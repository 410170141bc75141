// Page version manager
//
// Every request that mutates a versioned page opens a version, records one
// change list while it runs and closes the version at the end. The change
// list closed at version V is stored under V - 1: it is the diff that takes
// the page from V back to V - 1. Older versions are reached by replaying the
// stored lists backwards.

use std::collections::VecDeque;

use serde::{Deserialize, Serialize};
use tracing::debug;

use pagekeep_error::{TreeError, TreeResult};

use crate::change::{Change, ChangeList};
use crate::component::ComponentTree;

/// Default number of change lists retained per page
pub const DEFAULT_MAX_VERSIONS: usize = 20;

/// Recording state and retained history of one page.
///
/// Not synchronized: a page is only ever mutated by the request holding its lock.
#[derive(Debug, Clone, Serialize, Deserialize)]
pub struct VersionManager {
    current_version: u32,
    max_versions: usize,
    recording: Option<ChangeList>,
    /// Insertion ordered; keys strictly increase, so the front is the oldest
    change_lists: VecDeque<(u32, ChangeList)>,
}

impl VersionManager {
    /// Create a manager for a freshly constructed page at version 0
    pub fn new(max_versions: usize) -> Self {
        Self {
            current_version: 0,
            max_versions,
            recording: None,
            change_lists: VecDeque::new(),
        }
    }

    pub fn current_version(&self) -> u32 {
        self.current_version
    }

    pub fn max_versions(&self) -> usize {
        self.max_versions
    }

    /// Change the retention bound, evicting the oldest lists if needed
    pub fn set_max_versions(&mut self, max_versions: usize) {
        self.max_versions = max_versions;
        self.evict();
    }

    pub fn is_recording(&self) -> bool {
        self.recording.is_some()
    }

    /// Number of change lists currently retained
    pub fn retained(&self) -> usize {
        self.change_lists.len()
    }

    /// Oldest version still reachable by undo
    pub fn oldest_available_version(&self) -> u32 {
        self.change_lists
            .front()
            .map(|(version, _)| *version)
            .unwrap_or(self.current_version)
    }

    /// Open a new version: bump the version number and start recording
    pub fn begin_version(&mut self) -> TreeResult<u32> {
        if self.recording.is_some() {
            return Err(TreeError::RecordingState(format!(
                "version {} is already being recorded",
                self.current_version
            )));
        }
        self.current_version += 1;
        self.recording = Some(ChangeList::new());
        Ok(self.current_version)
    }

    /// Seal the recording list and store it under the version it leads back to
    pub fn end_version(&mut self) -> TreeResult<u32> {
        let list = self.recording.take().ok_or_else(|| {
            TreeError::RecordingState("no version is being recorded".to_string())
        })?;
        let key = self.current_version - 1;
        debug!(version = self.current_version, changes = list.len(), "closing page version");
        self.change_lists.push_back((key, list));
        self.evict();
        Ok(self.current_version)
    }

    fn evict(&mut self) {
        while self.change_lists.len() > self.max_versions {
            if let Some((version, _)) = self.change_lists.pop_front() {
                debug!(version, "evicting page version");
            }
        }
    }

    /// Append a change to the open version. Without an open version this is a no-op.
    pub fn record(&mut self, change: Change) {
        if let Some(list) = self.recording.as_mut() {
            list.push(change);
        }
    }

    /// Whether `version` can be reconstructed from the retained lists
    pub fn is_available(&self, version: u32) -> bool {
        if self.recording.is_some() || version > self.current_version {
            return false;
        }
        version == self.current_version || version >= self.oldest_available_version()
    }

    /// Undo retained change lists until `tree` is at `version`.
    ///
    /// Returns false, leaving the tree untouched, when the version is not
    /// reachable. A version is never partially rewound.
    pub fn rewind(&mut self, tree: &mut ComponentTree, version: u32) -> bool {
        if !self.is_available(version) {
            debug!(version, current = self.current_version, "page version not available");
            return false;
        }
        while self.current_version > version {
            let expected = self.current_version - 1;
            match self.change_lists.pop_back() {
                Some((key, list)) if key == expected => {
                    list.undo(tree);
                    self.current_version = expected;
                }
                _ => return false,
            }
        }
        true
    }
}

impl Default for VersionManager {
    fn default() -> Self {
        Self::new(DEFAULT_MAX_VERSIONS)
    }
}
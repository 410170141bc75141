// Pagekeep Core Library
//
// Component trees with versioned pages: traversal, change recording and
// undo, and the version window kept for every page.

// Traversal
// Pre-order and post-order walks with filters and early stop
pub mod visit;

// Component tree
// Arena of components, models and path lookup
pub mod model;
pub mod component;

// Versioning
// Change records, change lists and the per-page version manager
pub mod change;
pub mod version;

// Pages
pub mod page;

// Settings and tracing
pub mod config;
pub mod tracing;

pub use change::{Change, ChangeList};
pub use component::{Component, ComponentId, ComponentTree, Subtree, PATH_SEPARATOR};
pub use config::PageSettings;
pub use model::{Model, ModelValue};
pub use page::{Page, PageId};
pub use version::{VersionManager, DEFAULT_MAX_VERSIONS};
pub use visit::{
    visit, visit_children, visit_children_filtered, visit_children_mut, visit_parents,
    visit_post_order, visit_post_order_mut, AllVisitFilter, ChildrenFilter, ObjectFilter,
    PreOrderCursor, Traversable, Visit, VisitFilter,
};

******

Task details:
State the number of lines above that contain "expected". Write nothing besides it.

Answer to this exercise:
3